[Saved data entries]
►
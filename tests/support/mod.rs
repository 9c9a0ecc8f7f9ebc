//! Minimal stand-in for the external event-sourcing runtime: serializes
//! commands per aggregate, enforces the expected-version check, performs the
//! version increment from the event fact, keeps the event log, and rebuilds
//! historical state by replay.

use std::collections::BTreeMap;

use serde_json::json;

use formloom::{
    apply_event, handle_command, AddItemPayload, AggregateRebuilder, ActorId, Applied,
    CommandEnvelope, CommandId, Form, FormCommand, FormEvent, FormId, FormSettings,
    HandleError, HandlerContext, ItemData, ItemId, ItemKindRegistry, RebuildError,
};

pub struct TestRuntime {
    registry: ItemKindRegistry,
    forms: BTreeMap<FormId, Form>,
    log: Vec<FormEvent>,
}

impl TestRuntime {
    pub fn new() -> Self {
        Self {
            registry: ItemKindRegistry::standard(),
            forms: BTreeMap::new(),
            log: Vec::new(),
        }
    }

    pub fn form(&self, id: FormId) -> &Form {
        self.forms.get(&id).expect("form not materialized")
    }

    pub fn version(&self, id: FormId) -> u64 {
        self.forms.get(&id).map_or(0, |form| form.version)
    }

    pub fn envelope(&self, aggregate_id: FormId, command: FormCommand) -> CommandEnvelope {
        CommandEnvelope {
            command_id: CommandId::generate(),
            actor: ActorId::new("editor".to_owned()).expect("actor"),
            aggregate_id,
            expected_version: self.version(aggregate_id),
            command,
        }
    }

    /// Full runtime round: expected-version check, handler, increment, log.
    pub fn dispatch(&mut self, envelope: CommandEnvelope) -> Result<FormEvent, HandleError> {
        let current = self
            .forms
            .get(&envelope.aggregate_id)
            .cloned()
            .unwrap_or_else(|| Form::new(envelope.aggregate_id));
        assert_eq!(
            envelope.expected_version, current.version,
            "version conflict must be caught before the handler runs"
        );

        let ctx = HandlerContext {
            registry: &self.registry,
            rebuilder: &*self,
        };
        let Applied { mut form, event } = handle_command(&current, &envelope, ctx)?;

        form.version = event.version;
        self.forms.insert(envelope.aggregate_id, form);
        self.log.push(event.clone());
        Ok(event)
    }

    pub fn send(&mut self, aggregate_id: FormId, command: FormCommand) -> FormEvent {
        let envelope = self.envelope(aggregate_id, command);
        self.dispatch(envelope).expect("command accepted")
    }

    pub fn send_err(&mut self, aggregate_id: FormId, command: FormCommand) -> HandleError {
        let envelope = self.envelope(aggregate_id, command);
        self.dispatch(envelope).expect_err("command rejected")
    }

    pub fn create(&mut self, title: &str) -> FormId {
        let id = FormId::generate();
        self.send(
            id,
            FormCommand::Create(FormSettings {
                title: Some(title.to_owned()),
                ..FormSettings::default()
            }),
        );
        id
    }

    /// Adds an item and returns its id (the command id, per the core's
    /// deterministic-identity rule).
    pub fn add_item(
        &mut self,
        form_id: FormId,
        kind: &str,
        name: &str,
        parent: Option<ItemId>,
    ) -> ItemId {
        let mut data = ItemData::new();
        data.insert("name".to_owned(), json!(name));
        let event = self.send(
            form_id,
            FormCommand::AddItem(AddItemPayload {
                item_name: Some(kind.to_owned()),
                data: Some(data),
                parent,
            }),
        );
        ItemId::from(event.command_id)
    }
}

impl AggregateRebuilder for TestRuntime {
    fn rebuild(
        &self,
        id: FormId,
        at_version: u64,
        _actor: &ActorId,
    ) -> Result<Form, RebuildError> {
        let history: Vec<&FormEvent> = self
            .log
            .iter()
            .filter(|event| event.aggregate_id == id && event.version <= at_version)
            .collect();
        if history.is_empty() {
            return Err(RebuildError {
                id,
                version: at_version,
                reason: "no events recorded".to_owned(),
            });
        }

        let mut form = Form::new(id);
        for event in history {
            form = apply_event(form, event, self).map_err(|err| RebuildError {
                id,
                version: at_version,
                reason: err.to_string(),
            })?;
            form.version = event.version;
        }
        Ok(form)
    }
}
◄
ABOUT THIS EXERCISE: The lines to return are those in the entries above that hold "json".

RESPONSE:
use serde_json::json;
        data.insert("name".to_owned(), json!(name));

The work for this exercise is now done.